- **ACTIVITY**
In the entries, find all lines that hold the word "RequestBuilder" and copy them.

+++ INPUT DATA +++

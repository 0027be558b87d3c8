use crate::client::{BufferedService, map_buffer_error, try_acquire_buffer_slot};
use crate::config::TransportSecurity;
use crate::error::{HttpError, InvalidUriKind};
use crate::response::{HttpResponse, ResponseBody};
use bytes::Bytes;
use http::header::{CONTENT_TYPE, HeaderName, HeaderValue};
use http::{Request, Response};
use http_body_util::Full;
use serde::Serialize;
use tower::Service;

/// Request body plus the content type it implies
#[derive(Clone, Debug)]
enum Body {
    Empty,
    Raw(Bytes),
    Json(Bytes),
    Form(Bytes),
}

impl Body {
    fn default_content_type(&self) -> Option<&'static str> {
        match self {
            Self::Json(_) => Some("application/json"),
            Self::Form(_) => Some("application/x-www-form-urlencoded"),
            Self::Empty | Self::Raw(_) => None,
        }
    }

    fn into_bytes(self) -> Bytes {
        match self {
            Self::Empty => Bytes::new(),
            Self::Raw(b) | Self::Json(b) | Self::Form(b) => b,
        }
    }
}

/// HTTP request builder with fluent API
///
/// Created by [`HttpClient::get`](crate::HttpClient::get) and friends.
/// Header errors are remembered and reported by [`send`](Self::send), so a
/// chain of calls never needs intermediate `?`.
///
/// ```ignore
/// let resp = client
///     .post("https://api.studymate.example/mentee/questions")
///     .header("x-request-id", "abc123")
///     .json(&NewQuestion { x: 42.5, y: 13.0, text: "Why is step 2 valid?" })?
///     .send()
///     .await?;
/// ```
#[must_use = "RequestBuilder does nothing until .send() is called"]
pub struct RequestBuilder {
    service: BufferedService,
    max_body_size: usize,
    method: http::Method,
    url: String,
    headers: Vec<(HeaderName, HeaderValue)>,
    body: Body,
    error: Option<HttpError>,
    transport_security: TransportSecurity,
}

impl RequestBuilder {
    pub(crate) fn new(
        service: BufferedService,
        max_body_size: usize,
        method: http::Method,
        url: String,
        transport_security: TransportSecurity,
    ) -> Self {
        Self {
            service,
            max_body_size,
            method,
            url,
            headers: Vec::new(),
            body: Body::Empty,
            error: None,
            transport_security,
        }
    }

    /// Add a single header
    pub fn header(mut self, name: &str, value: &str) -> Self {
        if self.error.is_some() {
            return self;
        }
        match (HeaderName::try_from(name), HeaderValue::try_from(value)) {
            (Ok(name), Ok(value)) => self.headers.push((name, value)),
            (Err(e), _) => self.error = Some(HttpError::InvalidHeaderName(e)),
            (_, Err(e)) => self.error = Some(HttpError::InvalidHeaderValue(e)),
        }
        self
    }

    /// Add an already-typed header, keeping its sensitive flag
    pub fn header_value(mut self, name: HeaderName, value: HeaderValue) -> Self {
        self.headers.push((name, value));
        self
    }

    /// Add several headers
    pub fn headers<I, K, V>(self, headers: I) -> Self
    where
        I: IntoIterator<Item = (K, V)>,
        K: AsRef<str>,
        V: AsRef<str>,
    {
        headers
            .into_iter()
            .fold(self, |builder, (k, v)| builder.header(k.as_ref(), v.as_ref()))
    }

    /// Set a JSON body (`Content-Type: application/json` unless set explicitly)
    ///
    /// # Errors
    ///
    /// Returns a deferred header error, or `HttpError::Json` if serialization fails.
    pub fn json<T: Serialize + ?Sized>(mut self, body: &T) -> Result<Self, HttpError> {
        if let Some(e) = self.error.take() {
            return Err(e);
        }
        self.body = Body::Json(Bytes::from(serde_json::to_vec(body)?));
        Ok(self)
    }

    /// Set a form URL-encoded body
    ///
    /// # Errors
    ///
    /// Returns a deferred header error, or `HttpError::FormEncode` if encoding fails.
    pub fn form<T: Serialize + ?Sized>(mut self, fields: &T) -> Result<Self, HttpError> {
        if let Some(e) = self.error.take() {
            return Err(e);
        }
        self.body = Body::Form(Bytes::from(serde_urlencoded::to_string(fields)?));
        Ok(self)
    }

    /// Set a raw bytes body
    pub fn body_bytes(mut self, body: Bytes) -> Self {
        self.body = Body::Raw(body);
        self
    }

    /// Set a string body
    pub fn body_string(mut self, body: String) -> Self {
        self.body = Body::Raw(Bytes::from(body));
        self
    }

    /// Parse the URL and check its scheme against the transport security mode.
    fn validate_url(&self) -> Result<http::Uri, HttpError> {
        let invalid = |kind, reason: String| HttpError::InvalidUri {
            url: self.url.clone(),
            kind,
            reason,
        };

        let uri: http::Uri = self
            .url
            .parse()
            .map_err(|e: http::uri::InvalidUri| invalid(InvalidUriKind::ParseError, e.to_string()))?;

        if uri.authority().is_none() {
            return Err(invalid(
                InvalidUriKind::MissingAuthority,
                "missing host/authority".to_owned(),
            ));
        }

        match (uri.scheme_str(), self.transport_security) {
            (Some("https"), _) | (Some("http"), TransportSecurity::AllowInsecureHttp) => Ok(uri),
            (Some("http"), TransportSecurity::TlsOnly) => Err(HttpError::InvalidScheme {
                scheme: "http".to_owned(),
                reason: "HTTPS required (transport security is TlsOnly)".to_owned(),
            }),
            (Some(scheme), _) => Err(HttpError::InvalidScheme {
                scheme: scheme.to_owned(),
                reason: "only http:// and https:// schemes are supported".to_owned(),
            }),
            (None, _) => Err(invalid(
                InvalidUriKind::MissingScheme,
                "missing scheme".to_owned(),
            )),
        }
    }

    /// Send the request
    ///
    /// Resolves to `Ok` for every HTTP status; use
    /// [`HttpResponse::error_for_status`] or the checked readers to turn
    /// non-2xx into errors.
    ///
    /// # Errors
    ///
    /// Returns `HttpError` for deferred builder errors, invalid URLs or
    /// schemes, transport failures, timeouts, a full buffer (`Overloaded`),
    /// or a failed session refresh (`SessionExpired`).
    pub async fn send(mut self) -> Result<HttpResponse, HttpError> {
        if let Some(e) = self.error.take() {
            return Err(e);
        }

        let uri = self.validate_url()?;
        let mut builder = Request::builder().method(self.method).uri(uri);

        let has_content_type = self.headers.iter().any(|(name, _)| name == CONTENT_TYPE);
        if !has_content_type && let Some(content_type) = self.body.default_content_type() {
            builder = builder.header(CONTENT_TYPE, content_type);
        }
        for (name, value) in self.headers {
            builder = builder.header(name, value);
        }

        let request = builder.body(Full::new(self.body.into_bytes()))?;

        try_acquire_buffer_slot(&mut self.service).await?;
        let inner: Response<ResponseBody> =
            self.service.call(request).await.map_err(map_buffer_error)?;

        Ok(HttpResponse {
            inner,
            max_body_size: self.max_body_size,
        })
    }
}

+++

- **ANSWER BOX**
#[must_use = "RequestBuilder does nothing until .send() is called"]
pub struct RequestBuilder {
impl RequestBuilder {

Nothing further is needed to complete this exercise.